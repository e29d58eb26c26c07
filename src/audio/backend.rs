use anyhow::Result;
use std::path::PathBuf;

use super::queue::FrameSender;

/// One captured block of audio (16-bit PCM, mono)
///
/// Frames are moved through the frame queue and consumed exactly once, so the
/// type is deliberately not `Clone`.
#[derive(Debug)]
pub struct AudioFrame {
    /// Exactly `sample_rate * block_duration` samples
    pub samples: Vec<i16>,
    /// Sample rate in Hz
    pub sample_rate: u32,
    /// Capture order, starting at 0 for each backend start
    pub sequence: u64,
    /// Milliseconds since capture started
    pub timestamp_ms: u64,
}

impl AudioFrame {
    pub fn duration_ms(&self) -> u64 {
        if self.sample_rate == 0 {
            return 0;
        }
        self.samples.len() as u64 * 1000 / self.sample_rate as u64
    }
}

/// Configuration for audio backend
#[derive(Debug, Clone)]
pub struct AudioBackendConfig {
    /// Capture sample rate in Hz
    pub sample_rate: u32,
    /// Length of one block in milliseconds
    pub block_duration_ms: u64,
}

impl AudioBackendConfig {
    /// Samples per block
    pub fn block_samples(&self) -> usize {
        (self.sample_rate as u64 * self.block_duration_ms / 1000) as usize
    }
}

impl Default for AudioBackendConfig {
    fn default() -> Self {
        Self {
            sample_rate: 16000,     // 16kHz for speech models
            block_duration_ms: 60,  // 60ms blocks
        }
    }
}

impl From<&crate::config::AudioConfig> for AudioBackendConfig {
    fn from(config: &crate::config::AudioConfig) -> Self {
        Self {
            sample_rate: config.sample_rate,
            block_duration_ms: config.block_ms,
        }
    }
}

/// Audio capture backend trait
///
/// Implementations run capture on their own thread and only ever hand frames
/// to the [`FrameSender`], which never blocks the capture path for long.
/// Dropping every `FrameSender` tells the recognizer the input has ended.
pub trait AudioBackend: Send {
    /// Start capturing audio into `frames`
    ///
    /// Fails if the device or file cannot be opened at all.
    fn start(&mut self, frames: FrameSender) -> Result<()>;

    /// Stop capturing audio
    fn stop(&mut self) -> Result<()>;

    /// Check if backend is currently capturing
    fn is_capturing(&self) -> bool;

    /// Get backend name for logging
    fn name(&self) -> &str;
}

/// Audio backend factory
pub struct AudioBackendFactory;

impl AudioBackendFactory {
    /// Create audio backend based on source and configuration
    pub fn create(source: AudioSource, config: AudioBackendConfig) -> Result<Box<dyn AudioBackend>> {
        match source {
            AudioSource::Microphone => {
                #[cfg(feature = "microphone")]
                {
                    let backend = super::microphone::MicrophoneBackend::new(config);
                    Ok(Box::new(backend))
                }

                #[cfg(not(feature = "microphone"))]
                {
                    let _ = config;
                    anyhow::bail!("Microphone capture requires building with the `microphone` feature")
                }
            }

            AudioSource::File { path, realtime } => {
                let backend = super::file::FileBackend::new(path, config, realtime);
                Ok(Box::new(backend))
            }
        }
    }
}

/// Audio source type
#[derive(Debug, Clone)]
pub enum AudioSource {
    /// Default input device
    Microphone,
    /// WAV file replay; `realtime` paces blocks at capture speed
    File { path: PathBuf, realtime: bool },
}
use serde::Deserialize;
use std::sync::Arc;
use tokio::sync::oneshot;

use super::error::BusError;
use super::link::BusLink;

/// Delivery guarantee requested for a publish
#[derive(Debug, Clone, Copy, PartialEq, Eq, Default, Deserialize)]
#[serde(rename_all = "snake_case")]
pub enum QualityOfService {
    /// Fire and forget: confirmed as soon as the transport accepted the message
    AtMostOnce,
    /// Confirmed only after the broker acknowledged the message
    #[default]
    AtLeastOnce,
}

impl QualityOfService {
    pub fn requires_ack(self) -> bool {
        matches!(self, QualityOfService::AtLeastOnce)
    }
}

/// A message handed to the transport for delivery
#[derive(Debug, Clone)]
pub struct OutboundMessage {
    /// Fully-qualified topic (`<base>/<suffix>`)
    pub topic: String,
    pub payload: Vec<u8>,
    pub qos: QualityOfService,
    pub retain: bool,
}

/// Completes a [`PendingAck`]; dropping it without sending fails the operation
pub type AckSender = oneshot::Sender<Result<(), String>>;

/// In-flight acknowledgment of one publish or subscribe, owned by the waiting task
#[derive(Debug)]
pub struct PendingAck {
    rx: oneshot::Receiver<Result<(), String>>,
}

impl PendingAck {
    /// Wait for the network side to confirm (or reject) the operation
    pub async fn acknowledged(self) -> Result<(), String> {
        match self.rx.await {
            Ok(outcome) => outcome,
            Err(_) => Err("connection dropped before acknowledgment".to_string()),
        }
    }
}

/// Create the two halves of an acknowledgment
pub fn pending_ack() -> (AckSender, PendingAck) {
    let (tx, rx) = oneshot::channel();
    (tx, PendingAck { rx })
}

/// Push-style broker connection driving its own network thread
///
/// Every method must return without waiting on the network. Outcomes are
/// reported later, from the network thread, through the [`BusLink`] handed
/// to [`BusTransport::open`] and through the per-operation [`AckSender`].
pub trait BusTransport: Send + Sync {
    /// Transport name for logging
    fn name(&self) -> &str;

    /// Start a handshake; the link must see `on_connecting` followed by
    /// either `on_connected` or `on_connect_failed`
    fn open(&self, link: Arc<BusLink>) -> Result<(), BusError>;

    /// Hand a message to the network thread
    fn publish(&self, message: OutboundMessage, ack: AckSender);

    /// Start routing messages matching `pattern` to the link; `ack` reports
    /// whether the broker accepted the subscription
    fn subscribe(&self, pattern: &str, ack: AckSender);

    fn unsubscribe(&self, pattern: &str);

    /// Close the connection; the link must eventually see `on_disconnected`,
    /// reported from the network thread once the connection is torn down
    fn close(&self);
}
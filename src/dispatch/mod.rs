mod bridge;

pub use bridge::{dispatch_bridge, BridgeError, DispatchBridge, UtteranceReceiver, UtteranceResult};
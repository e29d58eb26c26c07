use anyhow::{anyhow, Context, Result};
use crossbeam_channel::RecvTimeoutError;
use serde::Serialize;
use std::sync::atomic::{AtomicBool, Ordering};
use std::sync::Arc;
use std::thread::{self, JoinHandle};
use std::time::Duration;
use tokio::sync::oneshot;
use tracing::{debug, error, info, warn};

use super::engine::{EngineError, SpeechEngine};
use crate::audio::{AudioFrame, FrameReceiver};
use crate::dispatch::{DispatchBridge, UtteranceResult};

/// How long a dequeue waits before re-checking for a stop request
const POLL_INTERVAL: Duration = Duration::from_millis(50);

/// Per-utterance state
#[derive(Debug, Clone, Copy, PartialEq, Eq, Serialize)]
pub enum RecognizerState {
    Listening,
    Accumulating,
    Finalized,
}

#[derive(Debug, Clone, Default, PartialEq, Eq, Serialize)]
pub struct RecognizerStats {
    pub frames_decoded: u64,
    pub frames_skipped: u64,
    pub utterances: u64,
    pub empty_discarded: u64,
    pub bridge_rejected: u64,
}

/// The single thread that owns the speech engine
pub struct RecognizerWorker {
    engine: Box<dyn SpeechEngine>,
    frames: FrameReceiver,
    bridge: DispatchBridge,
    state: RecognizerState,
    stats: RecognizerStats,
    next_sequence: u64,
}

impl RecognizerWorker {
    /// Start the `recognizer` thread
    ///
    /// Takes the queue's only receiver, so a queue can feed one worker at most.
    pub fn spawn(
        engine: Box<dyn SpeechEngine>,
        frames: FrameReceiver,
        bridge: DispatchBridge,
    ) -> Result<RecognizerHandle> {
        let stop = Arc::new(AtomicBool::new(false));
        let (done_tx, done_rx) = oneshot::channel();

        let worker = Self {
            engine,
            frames,
            bridge,
            state: RecognizerState::Listening,
            stats: RecognizerStats::default(),
            next_sequence: 0,
        };

        let thread_stop = Arc::clone(&stop);
        let thread = thread::Builder::new()
            .name("recognizer".to_string())
            .spawn(move || {
                let outcome = worker.run(&thread_stop);
                let _ = done_tx.send(());
                outcome
            })
            .context("Failed to spawn recognizer thread")?;

        Ok(RecognizerHandle {
            stop,
            thread: Some(thread),
            done: Some(done_rx),
        })
    }

    fn run(mut self, stop: &AtomicBool) -> Result<RecognizerStats, EngineError> {
        info!(engine = self.engine.name(), "Recognizer started");

        loop {
            if stop.load(Ordering::SeqCst) {
                debug!("Stop requested");
                break;
            }

            match self.frames.recv_timeout(POLL_INTERVAL) {
                Ok(frame) => self.process_frame(frame)?,
                Err(RecvTimeoutError::Timeout) => continue,
                Err(RecvTimeoutError::Disconnected) => {
                    info!("Audio input ended, flushing decoder");
                    let text = self.engine.flush();
                    self.finalize(text);
                    break;
                }
            }
        }

        info!(
            frames = self.stats.frames_decoded,
            skipped = self.stats.frames_skipped,
            utterances = self.stats.utterances,
            "Recognizer stopped"
        );

        Ok(self.stats)
    }

    fn process_frame(&mut self, frame: AudioFrame) -> Result<(), EngineError> {
        let outcome = self.engine.accept_frame(&frame.samples);
        let sequence = frame.sequence;
        self.frames.recycle(frame);

        match outcome {
            Ok(finalized) => {
                self.stats.frames_decoded += 1;
                if self.state == RecognizerState::Listening {
                    self.transition(RecognizerState::Accumulating);
                }
                if finalized {
                    self.transition(RecognizerState::Finalized);
                    let text = self.engine.take_result();
                    self.finalize(text);
                }
                Ok(())
            }
            Err(e) if !e.is_fatal() => {
                self.stats.frames_skipped += 1;
                warn!(sequence, error = %e, "Skipping undecodable frame");
                Ok(())
            }
            Err(e) => {
                error!(sequence, error = %e, "Speech engine failed");
                Err(e)
            }
        }
    }

    /// Hand non-empty text to the bridge and go back to listening
    fn finalize(&mut self, text: String) {
        match UtteranceResult::new(self.next_sequence, &text) {
            Some(utterance) => {
                self.next_sequence += 1;
                info!(sequence = utterance.sequence(), text = utterance.text(), "Utterance finalized");
                match self.bridge.submit(utterance) {
                    Ok(()) => self.stats.utterances += 1,
                    Err(e) => {
                        self.stats.bridge_rejected += 1;
                        error!(error = %e, "Could not hand utterance to the scheduler");
                    }
                }
            }
            None => {
                self.stats.empty_discarded += 1;
                debug!("Discarding empty utterance");
            }
        }
        self.transition(RecognizerState::Listening);
    }

    fn transition(&mut self, next: RecognizerState) {
        if self.state != next {
            debug!(from = ?self.state, to = ?next, "Recognizer state");
            self.state = next;
        }
    }
}

/// Control handle for a running [`RecognizerWorker`]
pub struct RecognizerHandle {
    stop: Arc<AtomicBool>,
    thread: Option<JoinHandle<Result<RecognizerStats, EngineError>>>,
    done: Option<oneshot::Receiver<()>>,
}

impl RecognizerHandle {
    /// Ask the worker to exit after the frame it is processing
    pub fn stop(&self) {
        self.stop.store(true, Ordering::SeqCst);
    }

    pub fn is_finished(&self) -> bool {
        self.thread.as_ref().map_or(true, |t| t.is_finished())
    }

    /// Resolve once the worker thread has exited, for whatever reason
    pub async fn finished(&mut self) {
        if let Some(done) = self.done.take() {
            let _ = done.await;
        }
    }

    /// Wait for the thread and return its statistics or its fatal error
    ///
    /// Blocks; call it after [`RecognizerHandle::finished`] or from a blocking context.
    pub fn join(mut self) -> Result<RecognizerStats> {
        let thread = self
            .thread
            .take()
            .ok_or_else(|| anyhow!("Recognizer already joined"))?;

        match thread.join() {
            Ok(Ok(stats)) => Ok(stats),
            Ok(Err(e)) => Err(e).context("Recognizer aborted"),
            Err(_) => Err(anyhow!("Recognizer thread panicked")),
        }
    }
}
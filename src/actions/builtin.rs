use anyhow::{Context, Result};
use async_trait::async_trait;
use rand::seq::SliceRandom;

use super::dispatcher::Action;
use super::topics;
use crate::bus::BusClient;
use crate::intent::Parameters;

pub const JOKES: &[&str] = &[
    "¿Qué le dice un techo a otro? Techo de menos.",
    "¿Cuál es el café más peligroso del mundo? El ex-preso.",
    "¿Por qué la computadora fue al médico? Porque tenía un virus.",
    "¿Qué hace una abeja en el gimnasio? ¡Zum-ba!",
    "¿Cómo se despiden los químicos? Ácido un placer.",
];

/// Every built-in action
pub fn builtin_actions() -> Vec<Box<dyn Action>> {
    vec![
        Box::new(PlaySpotify),
        Box::new(PlaySong),
        Box::new(NextTrack),
        Box::new(TellJoke),
    ]
}

/// Resume playback with the agent's default selection
pub struct PlaySpotify;

#[async_trait]
impl Action for PlaySpotify {
    fn intent(&self) -> &str {
        "play_spotify"
    }

    async fn execute(&self, bus: &BusClient, _parameters: &Parameters) -> Result<()> {
        bus.publish_text(topics::SPOTIFY_PLAY, "true").await?;
        Ok(())
    }
}

/// Ask the playback agent to search for and play `query`
pub struct PlaySong;

#[async_trait]
impl Action for PlaySong {
    fn intent(&self) -> &str {
        "play_song_by_name"
    }

    async fn execute(&self, bus: &BusClient, parameters: &Parameters) -> Result<()> {
        let query = parameters.get("query").map(String::as_str).unwrap_or_default();
        bus.publish_text(topics::SPOTIFY_PLAY_SONG, query).await?;
        Ok(())
    }
}

pub struct NextTrack;

#[async_trait]
impl Action for NextTrack {
    fn intent(&self) -> &str {
        "next_track"
    }

    async fn execute(&self, bus: &BusClient, _parameters: &Parameters) -> Result<()> {
        bus.publish_text(topics::SPOTIFY_NEXT, "1").await?;
        Ok(())
    }
}

/// Speak a random joke and log it
pub struct TellJoke;

#[async_trait]
impl Action for TellJoke {
    fn intent(&self) -> &str {
        "tell_joke"
    }

    async fn execute(&self, bus: &BusClient, _parameters: &Parameters) -> Result<()> {
        let joke = JOKES
            .choose(&mut rand::thread_rng())
            .copied()
            .context("Joke list is empty")?;

        bus.publish_text(topics::TTS_SAY, joke).await?;
        bus.publish_text(topics::LOG_INFO, &format!("JOKE::{}", joke)).await?;
        Ok(())
    }
}
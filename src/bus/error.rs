use thiserror::Error;

/// Errors surfaced to the task that invoked a bus operation
#[derive(Debug, Clone, PartialEq, Eq, Error)]
pub enum BusError {
    /// The broker rejected the handshake or the connection closed while connecting
    #[error("connection to broker failed: {0}")]
    Connection(String),

    /// The message was not confirmed by the broker
    #[error("publish to {topic} failed: {reason}")]
    Publish { topic: String, reason: String },

    /// The broker refused the subscription
    #[error("subscribe to {pattern} failed: {reason}")]
    Subscribe { pattern: String, reason: String },

    /// The network side did not answer within the configured bound
    #[error("{operation} timed out after {elapsed_ms} ms")]
    Timeout {
        operation: &'static str,
        elapsed_ms: u64,
    },

    /// The transport could not even start the requested operation
    #[error("transport error: {0}")]
    Transport(String),
}
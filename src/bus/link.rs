use chrono::{DateTime, Utc};
use std::borrow::Cow;
use std::panic::{self, AssertUnwindSafe};
use std::sync::atomic::{AtomicU64, Ordering};
use std::sync::{Arc, Mutex, MutexGuard, PoisonError};
use tokio::sync::watch;
use tracing::{debug, error, info, warn};

use super::topic::topic_matches;

/// Broker connection state
#[derive(Debug, Clone, Copy, PartialEq, Eq)]
pub enum ConnectionState {
    Disconnected,
    Connecting,
    Connected,
}

/// Message received from the broker
#[derive(Debug, Clone)]
pub struct BusMessage {
    pub topic: String,
    pub payload: Vec<u8>,
    pub received_at: DateTime<Utc>,
}

impl BusMessage {
    /// Payload decoded as UTF-8 (lossy)
    pub fn payload_text(&self) -> Cow<'_, str> {
        String::from_utf8_lossy(&self.payload)
    }
}

/// Handler invoked on the network thread for every matching message
pub type MessageHandler = Arc<dyn Fn(&BusMessage) -> anyhow::Result<()> + Send + Sync>;

struct ActiveSubscription {
    id: u64,
    pattern: String,
    handler: MessageHandler,
}

/// Callback surface between a transport's network thread and the client
///
/// The network thread only *sends values* through the link: state changes go
/// into a watch channel and wake whichever tasks wait on it, so no task logic
/// ever runs on the network thread. The one exception is the subscription
/// handler, which is called directly with panics contained.
pub struct BusLink {
    state_tx: watch::Sender<ConnectionState>,
    last_failure: Mutex<Option<String>>,
    subscription: Mutex<Option<ActiveSubscription>>,
    next_subscription_id: AtomicU64,
}

impl BusLink {
    pub fn new() -> Arc<Self> {
        let (state_tx, _) = watch::channel(ConnectionState::Disconnected);

        Arc::new(Self {
            state_tx,
            last_failure: Mutex::new(None),
            subscription: Mutex::new(None),
            next_subscription_id: AtomicU64::new(1),
        })
    }

    pub fn state(&self) -> ConnectionState {
        *self.state_tx.borrow()
    }

    /// Receiver that observes every state change from now on
    pub fn watch_state(&self) -> watch::Receiver<ConnectionState> {
        self.state_tx.subscribe()
    }

    // ------------------------------------------------------------------
    // Network-thread callbacks
    // ------------------------------------------------------------------

    pub fn on_connecting(&self) {
        debug!("Broker handshake started");
        self.state_tx.send_replace(ConnectionState::Connecting);
    }

    pub fn on_connected(&self) {
        info!("Broker acknowledged connection");
        self.state_tx.send_replace(ConnectionState::Connected);
    }

    pub fn on_connect_failed(&self, reason: impl Into<String>) {
        let reason = reason.into();
        warn!(reason = %reason, "Broker rejected connection");
        *lock(&self.last_failure) = Some(reason);
        self.state_tx.send_replace(ConnectionState::Disconnected);
    }

    pub fn on_disconnected(&self, reason: Option<String>) {
        match &reason {
            Some(reason) => warn!(reason = %reason, "Disconnected from broker"),
            None => info!("Disconnected from broker"),
        }
        if let Some(reason) = reason {
            *lock(&self.last_failure) = Some(reason);
        }
        self.state_tx.send_replace(ConnectionState::Disconnected);
    }

    pub fn on_message(&self, topic: &str, payload: &[u8]) {
        let handler = {
            let subscription = lock(&self.subscription);
            subscription
                .as_ref()
                .filter(|sub| topic_matches(&sub.pattern, topic))
                .map(|sub| Arc::clone(&sub.handler))
        };

        let Some(handler) = handler else {
            debug!(topic, "No active handler for message");
            return;
        };

        let message = BusMessage {
            topic: topic.to_string(),
            payload: payload.to_vec(),
            received_at: Utc::now(),
        };

        match panic::catch_unwind(AssertUnwindSafe(|| handler(&message))) {
            Ok(Ok(())) => {}
            Ok(Err(e)) => warn!(topic, error = %e, "Subscription handler failed"),
            Err(_) => error!(topic, "Subscription handler panicked"),
        }
    }

    // ------------------------------------------------------------------
    // Client-side bookkeeping
    // ------------------------------------------------------------------

    pub(crate) fn take_failure(&self) -> Option<String> {
        lock(&self.last_failure).take()
    }

    /// Install `handler` as the only active subscription.
    ///
    /// Returns the new registration id and the pattern of the registration it
    /// replaced, if any.
    pub(crate) fn register(&self, pattern: &str, handler: MessageHandler) -> (u64, Option<String>) {
        let id = self.next_subscription_id.fetch_add(1, Ordering::SeqCst);
        let previous = lock(&self.subscription).replace(ActiveSubscription {
            id,
            pattern: pattern.to_string(),
            handler,
        });

        if let Some(previous) = &previous {
            info!(old = %previous.pattern, new = %pattern, "Replacing active subscription handler");
        }

        (id, previous.map(|sub| sub.pattern))
    }

    /// Remove registration `id` if it is still the active one
    pub(crate) fn unregister(&self, id: u64) -> bool {
        let mut subscription = lock(&self.subscription);
        if subscription.as_ref().is_some_and(|sub| sub.id == id) {
            *subscription = None;
            true
        } else {
            false
        }
    }
}

fn lock<T>(mutex: &Mutex<T>) -> MutexGuard<'_, T> {
    mutex.lock().unwrap_or_else(PoisonError::into_inner)
}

**********

> _What to work on_:
In the entries above, find the line with "of an acknowledgment" and the line with "fn unsubscribe(&self, pattern: &str);", then restate word for word both of them and every line between, with nothing more.

> _Answer area_:
/// Create the two halves of an acknowledgment
pub fn pending_ack() -> (AckSender, PendingAck) {
    let (tx, rx) = oneshot::channel();
    (tx, PendingAck { rx })
}

/// Push-style broker connection driving its own network thread
///
/// Every method must return without waiting on the network. Outcomes are
/// reported later, from the network thread, through the [`BusLink`] handed
/// to [`BusTransport::open`] and through the per-operation [`AckSender`].
pub trait BusTransport: Send + Sync {
    /// Transport name for logging
    fn name(&self) -> &str;

    /// Start a handshake; the link must see `on_connecting` followed by
    /// either `on_connected` or `on_connect_failed`
    fn open(&self, link: Arc<BusLink>) -> Result<(), BusError>;

    /// Hand a message to the network thread
    fn publish(&self, message: OutboundMessage, ack: AckSender);

    /// Start routing messages matching `pattern` to the link; `ack` reports
    /// whether the broker accepted the subscription
    fn subscribe(&self, pattern: &str, ack: AckSender);

    fn unsubscribe(&self, pattern: &str);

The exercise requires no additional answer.